** Opening Material to process block **
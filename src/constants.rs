pub const DEFAULT_TX_ENDPOINT: &str = "http://localhost:8080/fhir";
// LOINC-SNOMED extension module and its current production release.
pub const DEFAULT_SCT_EDITION: &str = "11010000107";
pub const DEFAULT_SCT_VERSION: &str = "20250921";

pub const SNOMED_SYSTEM_URI: &str = "http://snomed.info/sct";
pub const LOINC_SYSTEM_URI: &str = "http://loinc.org";
pub const TERMINOLOGY_SERVER_PROFILE: &str =
    "http://hl7.org/fhir/CapabilityStatement/terminology-server";
pub const EXPECTED_FHIR_VERSION: &str = "4.0.1";
pub const FHIR_JSON: &str = "application/fhir+json";

/// Descendants of 363787002 |Observable entity| minus the exam, specimen and
/// qualifier branches.
pub const OBSERVABLE_ENTITY_ECL: &str =
    "( < 363787002 ) MINUS ( (<< 78064003 OR << 246464006 OR << 363788007 ) )";
pub const EQUIVALENT_CONCEPT_PROPERTY: &str = "equivalentConcept";

pub const LOINC_COLUMN: &str = "LOINC";
pub const SNOMED_CODE_COLUMN: &str = "SNOMED_CT_Code";
pub const SNOMED_DISPLAY_COLUMN: &str = "SNOMED_CT_Display";

pub const LOOKUP_CACHE_FILE: &str = "concept-lookup-cache.sqlite";
pub const RUN_TIMESTAMP_FORMAT: &str = "%Y%m%d-%H%M%S";
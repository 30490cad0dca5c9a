use anyhow::{Context, Result};
use std::path::{Path, PathBuf};
use tracing::info;

use crate::{
    client::TerminologyServer,
    common::delete_if_exists,
    expand::expand_observables,
    lookup::{LookupCache, LookupSettings, resolve_equivalents},
    model::SctRelease,
    table::{log_table_stats, write_lookup_table},
};

#[derive(Debug, Clone, Default)]
pub struct BuildOptions {
    /// Regenerate the map file even when one exists for the version.
    pub rebuild: bool,
    pub lookup: LookupSettings,
}

/// Map file for a release, and whether this run produced it.
#[derive(Debug, Clone, PartialEq, Eq)]
pub enum TableBuild {
    Reused(PathBuf),
    Built(PathBuf),
}

impl TableBuild {
    pub fn path(&self) -> &Path {
        match self {
            Self::Reused(path) | Self::Built(path) => path,
        }
    }
}

/// Returns the map file for `release`, building it from the terminology
/// server when it does not exist yet. An existing file is returned untouched
/// without contacting the server.
#[tracing::instrument(name = "build_table", skip_all, fields(version = %release.version))]
pub async fn build_lookup_table<S: TerminologyServer>(
    server: &S,
    release: &SctRelease,
    maps_dir: &Path,
    cache_path: &Path,
    options: &BuildOptions,
) -> Result<TableBuild> {
    let output = maps_dir.join(release.map_file_name());
    if output.is_file() && !options.rebuild {
        info!(path = %output.display(), "Map file already exists");
        info!("Skipping map generation. Use --rebuild-map or --reset-map to regenerate.");
        return Ok(TableBuild::Reused(output));
    }

    info!("Step 1: Fetching Observable entities from SNOMED CT using ECL");
    let concepts = expand_observables(server, release)
        .await
        .context("Failed expanding Observable entity concepts")?;

    info!("Step 2: Looking up LOINC equivalents");
    let cache = LookupCache::open(cache_path, release)?;
    let rows = resolve_equivalents(server, &cache, release, &concepts, &options.lookup).await?;

    info!("Step 3: Writing results to TSV file");
    write_lookup_table(&output, &rows)?;
    log_table_stats(&output, &rows);
    Ok(TableBuild::Built(output))
}

/// Deletes the release's map file and the shared lookup cache, including
/// SQLite's WAL side files.
pub fn reset_map_state(map_path: &Path, cache_path: &Path) -> Result<()> {
    delete_if_exists(map_path)?;
    delete_if_exists(cache_path)?;
    for suffix in ["-wal", "-shm"] {
        let mut side = cache_path.as_os_str().to_owned();
        side.push(suffix);
        delete_if_exists(Path::new(&side))?;
    }
    info!(
        map = %map_path.display(),
        cache = %cache_path.display(),
        "Reset map file and lookup cache"
    );
    Ok(())
}
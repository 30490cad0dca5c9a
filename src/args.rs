use chrono::NaiveDate;
use clap::Parser;
use std::path::PathBuf;

use crate::constants::{DEFAULT_SCT_EDITION, DEFAULT_SCT_VERSION, DEFAULT_TX_ENDPOINT};
use crate::table::DuplicatePolicy;

#[derive(Debug, Parser)]
#[command(name = "sct_loinc_map")]
#[command(about = "Build a SNOMED CT Observable -> LOINC map and annotate lab spreadsheets with SNOMED CT codes")]
pub struct Args {
    /// Root data folder holding in/, out/, maps/ and logs/. Defaults to $HOME/data/loinc-sct-map.
    #[arg(short = 'r', long = "rootdir")]
    pub root_dir: Option<PathBuf>,

    /// FHIR terminology server endpoint.
    #[arg(short = 't', long = "txendpoint", default_value = DEFAULT_TX_ENDPOINT)]
    pub tx_endpoint: String,

    /// SNOMED CT edition (module) id.
    #[arg(short = 'e', long, default_value = DEFAULT_SCT_EDITION)]
    pub edition: String,

    /// SNOMED CT version date (YYYYMMDD).
    #[arg(short = 'v', long, default_value = DEFAULT_SCT_VERSION, value_parser = parse_version_date)]
    pub version: String,

    /// Rebuild the map file even if one already exists for this version.
    /// Concepts already resolved in the lookup cache are reused.
    #[arg(long, default_value_t = false)]
    pub rebuild_map: bool,

    /// Delete the map file and the lookup cache before building.
    #[arg(long, default_value_t = false)]
    pub reset_map: bool,

    /// Build (or locate) the map file only, skip spreadsheet mapping.
    #[arg(long, default_value_t = false)]
    pub build_map_only: bool,

    /// Abort when the endpoint is not a FHIR 4.0.1 terminology server.
    #[arg(long, default_value_t = false)]
    pub strict_capability: bool,

    /// Max concurrent in-flight $lookup requests. Results are still recorded in expansion order.
    #[arg(long, default_value_t = 1)]
    pub concurrency: usize,

    /// Global request start rate for $lookup calls (0 = unlimited).
    #[arg(long, default_value_t = 0)]
    pub requests_per_second: u32,

    /// Max attempts per request for transient failures (429/5xx, transport errors).
    #[arg(long, default_value_t = 3)]
    pub max_retries: u32,

    /// Which SNOMED CT concept wins when several share a LOINC code.
    #[arg(long, value_enum, default_value_t = DuplicatePolicy::KeepLast)]
    pub duplicate_loinc: DuplicatePolicy,
}

impl Args {
    pub fn root_dir(&self) -> PathBuf {
        self.root_dir.clone().unwrap_or_else(|| {
            dirs::home_dir()
                .unwrap_or_else(|| PathBuf::from("."))
                .join("data")
                .join("loinc-sct-map")
        })
    }
}

fn parse_version_date(value: &str) -> Result<String, String> {
    let trimmed = value.trim();
    if trimmed.len() != 8 || !trimmed.chars().all(|c| c.is_ascii_digit()) {
        return Err(format!("expected YYYYMMDD, got '{value}'"));
    }
    NaiveDate::parse_from_str(trimmed, "%Y%m%d")
        .map_err(|err| format!("invalid release date '{value}': {err}"))?;
    Ok(trimmed.to_string())
}
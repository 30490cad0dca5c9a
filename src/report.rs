use std::path::{Path, PathBuf};
use tracing::{error, info};

use crate::{build::TableBuild, mapper::MapSummary};

#[derive(Debug)]
pub struct FileOutcome {
    pub input: PathBuf,
    pub summary: Option<MapSummary>,
}

/// Results of one run, collected as the orchestrator goes.
#[derive(Debug, Default)]
pub struct RunReport {
    table: Option<TableBuild>,
    files: Vec<FileOutcome>,
}

impl RunReport {
    pub fn set_table(&mut self, table: TableBuild) {
        self.table = Some(table);
    }

    pub fn record(&mut self, input: &Path, summary: Option<MapSummary>) {
        self.files.push(FileOutcome {
            input: input.to_path_buf(),
            summary,
        });
    }

    pub fn files(&self) -> &[FileOutcome] {
        &self.files
    }

    pub fn succeeded(&self) -> usize {
        self.files.iter().filter(|f| f.summary.is_some()).count()
    }

    pub fn failed(&self) -> usize {
        self.files.len() - self.succeeded()
    }

    /// Mapped rows across every successful file.
    pub fn rows_mapped(&self) -> usize {
        self.files
            .iter()
            .filter_map(|f| f.summary.as_ref())
            .map(|s| s.mapped)
            .sum()
    }

    pub fn rows_total(&self) -> usize {
        self.files
            .iter()
            .filter_map(|f| f.summary.as_ref())
            .map(|s| s.total)
            .sum()
    }

    pub fn log_summary(&self) {
        match &self.table {
            Some(TableBuild::Built(path)) => info!(path = %path.display(), "Map file built"),
            Some(TableBuild::Reused(path)) => info!(path = %path.display(), "Map file reused"),
            None => {}
        }
        for file in self.files() {
            match &file.summary {
                Some(s) => info!(
                    input = %file.input.display(),
                    output = %s.output.display(),
                    mapped = s.mapped,
                    total = s.total,
                    "Mapped"
                ),
                None => error!(input = %file.input.display(), "Failed"),
            }
        }
        info!(
            files = self.files.len(),
            succeeded = self.succeeded(),
            failed = self.failed(),
            rows_mapped = self.rows_mapped(),
            rows_total = self.rows_total(),
            "Run summary"
        );
    }
}
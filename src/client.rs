use reqwest::{
    Client,
    header::{ACCEPT, RETRY_AFTER},
};
use serde_json::Value;
use std::time::Duration;
use tracing::{debug, warn};

use crate::{
    common::{is_retryable_status, parse_retry_after, truncate_for_log},
    constants::{FHIR_JSON, SNOMED_SYSTEM_URI},
    error::TerminologyError,
};

/// The three read-only FHIR interactions the pipeline consumes.
pub trait TerminologyServer {
    fn endpoint(&self) -> &str;

    /// `GET [base]/metadata`
    async fn metadata(&self) -> Result<Value, TerminologyError>;

    /// `GET [base]/ValueSet/$expand?url=...`
    async fn expand(&self, valueset_url: &str) -> Result<Value, TerminologyError>;

    /// `GET [base]/CodeSystem/$lookup` for a SNOMED CT code, all properties.
    async fn lookup(&self, version_uri: &str, code: &str) -> Result<Value, TerminologyError>;
}

pub struct FhirClient {
    client: Client,
    endpoint: String,
    max_retries: u32,
}

impl FhirClient {
    pub fn new(client: Client, endpoint: &str, max_retries: u32) -> Self {
        Self {
            client,
            endpoint: endpoint.trim_end_matches('/').to_string(),
            max_retries: max_retries.max(1),
        }
    }

    async fn get_json(&self, path: &str, query: &[(&str, &str)]) -> Result<Value, TerminologyError> {
        let url = format!("{}/{}", self.endpoint, path);
        let attempts = self.max_retries;
        let mut backoff = Duration::from_secs(1);

        for attempt in 1..=attempts {
            let mut request = self.client.get(&url).header(ACCEPT, FHIR_JSON);
            if !query.is_empty() {
                request = request.query(query);
            }
            debug!(%url, attempt, "GET");

            match request.send().await {
                Ok(resp) => {
                    let status = resp.status();
                    if status.is_success() {
                        let text = resp.text().await.map_err(|err| TerminologyError::Decode {
                            url: url.clone(),
                            message: err.to_string(),
                        })?;
                        return serde_json::from_str(&text).map_err(|err| {
                            TerminologyError::Decode {
                                url: url.clone(),
                                message: err.to_string(),
                            }
                        });
                    }

                    let retry_after = parse_retry_after(resp.headers().get(RETRY_AFTER));
                    let body = resp.text().await.unwrap_or_default();
                    if is_retryable_status(status) && attempt < attempts {
                        let wait = retry_after.unwrap_or(backoff);
                        warn!(%url, %status, attempt, ?wait, "retryable status, backing off");
                        tokio::time::sleep(wait).await;
                        backoff = (backoff + backoff).min(Duration::from_secs(60));
                        continue;
                    }

                    return Err(TerminologyError::Status {
                        url,
                        status: status.as_u16(),
                        body: truncate_for_log(&body),
                    });
                }
                Err(err) => {
                    if attempt == attempts {
                        return Err(TerminologyError::Transport {
                            url,
                            message: err.to_string(),
                        });
                    }
                    warn!(%url, attempt, error = %err, "request failed, backing off");
                    tokio::time::sleep(backoff).await;
                    backoff = (backoff + backoff).min(Duration::from_secs(60));
                }
            }
        }

        Err(TerminologyError::Transport {
            url,
            message: "no request attempts were made".to_string(),
        })
    }
}

impl TerminologyServer for FhirClient {
    fn endpoint(&self) -> &str {
        &self.endpoint
    }

    async fn metadata(&self) -> Result<Value, TerminologyError> {
        self.get_json("metadata", &[]).await
    }

    async fn expand(&self, valueset_url: &str) -> Result<Value, TerminologyError> {
        self.get_json("ValueSet/$expand", &[("url", valueset_url)])
            .await
    }

    async fn lookup(&self, version_uri: &str, code: &str) -> Result<Value, TerminologyError> {
        self.get_json(
            "CodeSystem/$lookup",
            &[
                ("version", version_uri),
                ("code", code),
                ("property", "*"),
                ("system", SNOMED_SYSTEM_URI),
            ],
        )
        .await
    }
}

#[cfg(test)]
pub mod testing {
    use serde_json::{Value, json};
    use std::{collections::HashMap, sync::Mutex};

    use super::TerminologyServer;
    use crate::{constants::LOINC_SYSTEM_URI, error::TerminologyError};

    /// In-memory terminology server recording every call it receives.
    pub struct FakeServer {
        pub metadata: Result<Value, TerminologyError>,
        pub expansion: Result<Value, TerminologyError>,
        pub lookups: HashMap<String, Result<Value, TerminologyError>>,
        calls: Mutex<Vec<String>>,
    }

    impl FakeServer {
        pub fn new() -> Self {
            Self {
                metadata: Ok(json!({
                    "resourceType": "CapabilityStatement",
                    "instantiates": ["http://hl7.org/fhir/CapabilityStatement/terminology-server"],
                    "fhirVersion": "4.0.1"
                })),
                expansion: Ok(expansion(&[])),
                lookups: HashMap::new(),
                calls: Mutex::new(Vec::new()),
            }
        }

        pub fn with_concepts(mut self, concepts: &[(&str, &str)]) -> Self {
            self.expansion = Ok(expansion(concepts));
            self
        }

        pub fn with_loinc(mut self, code: &str, loinc: &str) -> Self {
            self.lookups
                .insert(code.to_string(), Ok(lookup_with_equivalent(LOINC_SYSTEM_URI, loinc)));
            self
        }

        pub fn with_lookup(mut self, code: &str, result: Result<Value, TerminologyError>) -> Self {
            self.lookups.insert(code.to_string(), result);
            self
        }

        pub fn calls(&self) -> Vec<String> {
            self.calls.lock().unwrap().clone()
        }

        pub fn lookup_calls(&self) -> Vec<String> {
            self.calls()
                .into_iter()
                .filter_map(|c| c.strip_prefix("lookup:").map(str::to_string))
                .collect()
        }

        fn record(&self, call: String) {
            self.calls.lock().unwrap().push(call);
        }
    }

    impl TerminologyServer for FakeServer {
        fn endpoint(&self) -> &str {
            "http://fake.test/fhir"
        }

        async fn metadata(&self) -> Result<Value, TerminologyError> {
            self.record("metadata".to_string());
            self.metadata.clone()
        }

        async fn expand(&self, valueset_url: &str) -> Result<Value, TerminologyError> {
            self.record(format!("expand:{valueset_url}"));
            self.expansion.clone()
        }

        async fn lookup(&self, _version_uri: &str, code: &str) -> Result<Value, TerminologyError> {
            self.record(format!("lookup:{code}"));
            self.lookups
                .get(code)
                .cloned()
                .unwrap_or_else(|| Ok(json!({"resourceType": "Parameters", "parameter": []})))
        }
    }

    pub fn expansion(concepts: &[(&str, &str)]) -> Value {
        let contains: Vec<Value> = concepts
            .iter()
            .map(|(code, display)| {
                json!({"system": "http://snomed.info/sct", "code": code, "display": display})
            })
            .collect();
        json!({
            "resourceType": "ValueSet",
            "expansion": {"total": contains.len(), "contains": contains}
        })
    }

    pub fn lookup_with_equivalent(system: &str, code: &str) -> Value {
        json!({
            "resourceType": "Parameters",
            "parameter": [
                {"name": "display", "valueString": "Observable"},
                {
                    "name": "property",
                    "part": [
                        {"name": "code", "valueCode": "equivalentConcept"},
                        {"name": "value", "valueCoding": {"system": system, "code": code}}
                    ]
                }
            ]
        })
    }

    pub fn transport_error(code: &str) -> TerminologyError {
        TerminologyError::Transport {
            url: format!("http://fake.test/fhir/CodeSystem/$lookup?code={code}"),
            message: "connection refused".to_string(),
        }
    }
}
** Closing Material to process block **
__Your instructions__: Each line of the material above that contains the word "when" counts once; report the total and nothing else.

__Response for this exercise__: 4